Entries shown START
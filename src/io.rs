use crate::codec::{CharsetDecoder, LineDecoder};
use crate::StreamError;
use async_compression::tokio::bufread::{GzipDecoder, ZstdDecoder};
use encoding_rs::Encoding;
use std::path::{Path, PathBuf};
use tokio::fs::File;
use tokio::io::{AsyncRead, BufReader};
use tokio_util::codec::FramedRead;
use tokio_util::io::StreamReader;

/// Read buffer for uploads (1 MiB).
const READ_BUFFER: usize = 1 << 20;

/// A temporary file handed over by the upload layer.
///
/// The ingest call owns the file at `path` and deletes it when done.
#[derive(Debug, Clone, Default)]
pub struct UploadedFile {
    pub path: PathBuf,
    /// Client-side file name, used for extension sniffing.
    pub original_name: Option<String>,
    /// e.g. "text/csv; charset=windows-1252" or "application/gzip"
    pub content_type: Option<String>,
    /// e.g. "gzip", "zstd"
    pub content_encoding: Option<String>,
}

#[derive(Debug, Clone, Copy, PartialEq, Eq)]
pub enum Compression {
    None,
    Gzip,
    Zstd,
}

impl UploadedFile {
    pub fn new(path: impl Into<PathBuf>) -> Self {
        Self {
            path: path.into(),
            ..Default::default()
        }
    }

    pub fn with_original_name(mut self, name: impl Into<String>) -> Self {
        self.original_name = Some(name.into());
        self
    }

    pub fn with_content_type(mut self, content_type: impl Into<String>) -> Self {
        self.content_type = Some(content_type.into());
        self
    }

    pub fn with_content_encoding(mut self, encoding: impl Into<String>) -> Self {
        self.content_encoding = Some(encoding.into());
        self
    }

    /// Name used for extension sniffing: the client name, else the temp path.
    fn name_hint(&self) -> String {
        match &self.original_name {
            Some(name) => name.to_ascii_lowercase(),
            None => file_name(&self.path).to_ascii_lowercase(),
        }
    }

    /// Compression choice: encoding -> type -> extension.
    pub fn compression(&self) -> Compression {
        let ce = self
            .content_encoding
            .as_deref()
            .unwrap_or_default()
            .to_ascii_lowercase();
        let ct = self.mime().to_ascii_lowercase();
        let name = self.name_hint();

        if ce.split(',').any(|s| s.trim() == "gzip")
            || matches!(ct.as_str(), "application/gzip" | "application/x-gzip")
            || name.ends_with(".gz")
        {
            Compression::Gzip
        } else if ce.split(',').any(|s| s.trim() == "zstd")
            || ct == "application/zstd"
            || name.ends_with(".zst")
        {
            Compression::Zstd
        } else {
            Compression::None
        }
    }

    /// `charset=` parameter of the content type, else `fallback`.
    pub fn charset(&self, fallback: &'static Encoding) -> &'static Encoding {
        self.content_type
            .as_deref()
            .and_then(|ct| {
                ct.split(';').skip(1).find_map(|param| {
                    let (key, value) = param.split_once('=')?;
                    if key.trim().eq_ignore_ascii_case("charset") {
                        Encoding::for_label(value.trim().trim_matches('"').as_bytes())
                    } else {
                        None
                    }
                })
            })
            .unwrap_or(fallback)
    }

    fn mime(&self) -> &str {
        self.content_type
            .as_deref()
            .and_then(|ct| ct.split(';').next())
            .map(str::trim)
            .unwrap_or_default()
    }
}

fn file_name(path: &Path) -> &str {
    path.file_name()
        .and_then(|s| s.to_str())
        .unwrap_or_default()
}

/// Wrap a raw upload with optional decompression and UTF-8 transcoding.
pub fn decode_upload<R>(
    raw: R,
    compression: Compression,
    charset: &'static Encoding,
) -> Box<dyn AsyncRead + Unpin + Send>
where
    R: AsyncRead + Unpin + Send + 'static,
{
    let buf = BufReader::with_capacity(READ_BUFFER, raw);
    let decompressed: Box<dyn AsyncRead + Unpin + Send> = match compression {
        Compression::Gzip => Box::new(GzipDecoder::new(buf)),
        Compression::Zstd => Box::new(ZstdDecoder::new(buf)),
        Compression::None => Box::new(buf),
    };

    // UTF-8 is decoded as well, so stray bytes turn into U+FFFD instead of
    // failing the upload
    let framed = FramedRead::new(decompressed, CharsetDecoder::new(charset));
    Box::new(StreamReader::new(framed))
}

/// Open an upload for streaming, honoring its compression and charset.
pub async fn open_upload(
    upload: &UploadedFile,
    default_charset: &'static Encoding,
) -> Result<Box<dyn AsyncRead + Unpin + Send>, StreamError> {
    let file = File::open(&upload.path).await?;
    Ok(decode_upload(
        file,
        upload.compression(),
        upload.charset(default_charset),
    ))
}

/// Split a decoded upload into lines on `\n`, `\r\n` or a lone `\r`.
pub fn lines<R>(reader: R, max_line_length: Option<usize>) -> FramedRead<R, LineDecoder>
where
    R: AsyncRead,
{
    FramedRead::with_capacity(reader, LineDecoder::new(max_line_length), READ_BUFFER)
}
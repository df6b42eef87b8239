use crate::record::Record;
use crate::store::{RecordStore, StoreResult};
use async_trait::async_trait;
use std::io::ErrorKind;
use std::path::{Path, PathBuf};
use tokio::fs::{File, OpenOptions};
use tokio::io::{AsyncBufReadExt, AsyncWriteExt, BufReader};
use tokio::sync::Mutex;

/// Append-only store keeping one JSON document per line.
///
/// A bulk insert is written with a single append, so a batch either lands
/// whole or not at all.
#[derive(Debug)]
pub struct JsonlStore {
    path: PathBuf,
    write_lock: Mutex<()>,
}

impl JsonlStore {
    pub fn new(path: impl Into<PathBuf>) -> Self {
        Self {
            path: path.into(),
            write_lock: Mutex::new(()),
        }
    }

    pub fn path(&self) -> &Path {
        &self.path
    }

    async fn append(&self, records: &[Record]) -> StoreResult<()> {
        let mut buf = Vec::with_capacity(records.len() * 128);
        for record in records {
            serde_json::to_writer(&mut buf, record)?;
            buf.push(b'\n');
        }

        let _guard = self.write_lock.lock().await;
        let mut file = OpenOptions::new()
            .create(true)
            .append(true)
            .open(&self.path)
            .await?;
        file.write_all(&buf).await?;
        file.flush().await?;
        Ok(())
    }
}

#[async_trait]
impl RecordStore for JsonlStore {
    async fn insert_many(&self, records: &[Record]) -> StoreResult<()> {
        self.append(records).await
    }

    async fn insert_one(&self, record: &Record) -> StoreResult<()> {
        self.append(std::slice::from_ref(record)).await
    }

    async fn find(&self, limit: usize) -> StoreResult<Vec<Record>> {
        let file = match File::open(&self.path).await {
            Ok(f) => f,
            Err(e) if e.kind() == ErrorKind::NotFound => return Ok(Vec::new()),
            Err(e) => return Err(e.into()),
        };

        let mut lines = BufReader::new(file).lines();
        let mut out = Vec::new();
        while out.len() < limit {
            let Some(line) = lines.next_line().await? else {
                break;
            };
            if line.trim().is_empty() {
                continue;
            }
            out.push(serde_json::from_str(&line)?);
        }
        Ok(out)
    }
}
//! Core types for the Forage random-walk simulator.
//!
//! This is the leaf crate with zero internal dependencies. It defines the
//! [`Coord`] value type that walkers and lattices exchange, and the
//! [`LatticeError`] taxonomy shared by every lattice strategy.

#![deny(missing_docs)]
#![deny(rustdoc::broken_intra_doc_links)]
#![forbid(unsafe_code)]

pub mod coord;
pub mod error;

pub use coord::Coord;
pub use error::LatticeError;

/// Smallest lattice dimensionality supported by any strategy.
pub const MIN_DIMENSION: usize = 1;

/// Largest lattice dimensionality with concrete index formulas.
pub const MAX_DIMENSION: usize = 3;
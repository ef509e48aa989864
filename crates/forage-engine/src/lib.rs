//! Batch driver for Forage random-walk simulations.
//!
//! A [`SimConfig`] names the lattice geometry, the walker, the walk
//! variant and the prey densities to sweep. [`BatchRunner`] validates it,
//! runs `n_sims` independent walks per density across a pool of worker
//! threads, and returns a [`BatchSummary`] that can be written in the
//! `density,discovered` result-file format.
//!
//! Every run is seeded from the batch seed and its task index, so a batch
//! produces the same records regardless of worker count, and any single
//! run can be replayed with [`BatchRunner::run_task`].

#![deny(missing_docs)]
#![deny(rustdoc::broken_intra_doc_links)]
#![forbid(unsafe_code)]

pub mod batch;
pub mod config;
pub mod results;

pub use batch::{BatchRunner, RunError, Task};
pub use config::{ConfigError, InitialCapacities, Perturbation, SimConfig};
pub use results::{result_file_name, write_records, BatchSummary, RunRecord};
Entries shown END
Problem requirements
Copy out every line from the data above that has "else" in it.

Output below
    /// Name used for extension sniffing: the client name, else the temp path.
        } else if ce.split(',').any(|s| s.trim() == "zstd")
        } else {
    /// `charset=` parameter of the content type, else `fallback`.
                    } else {
            let Some(line) = lines.next_line().await? else {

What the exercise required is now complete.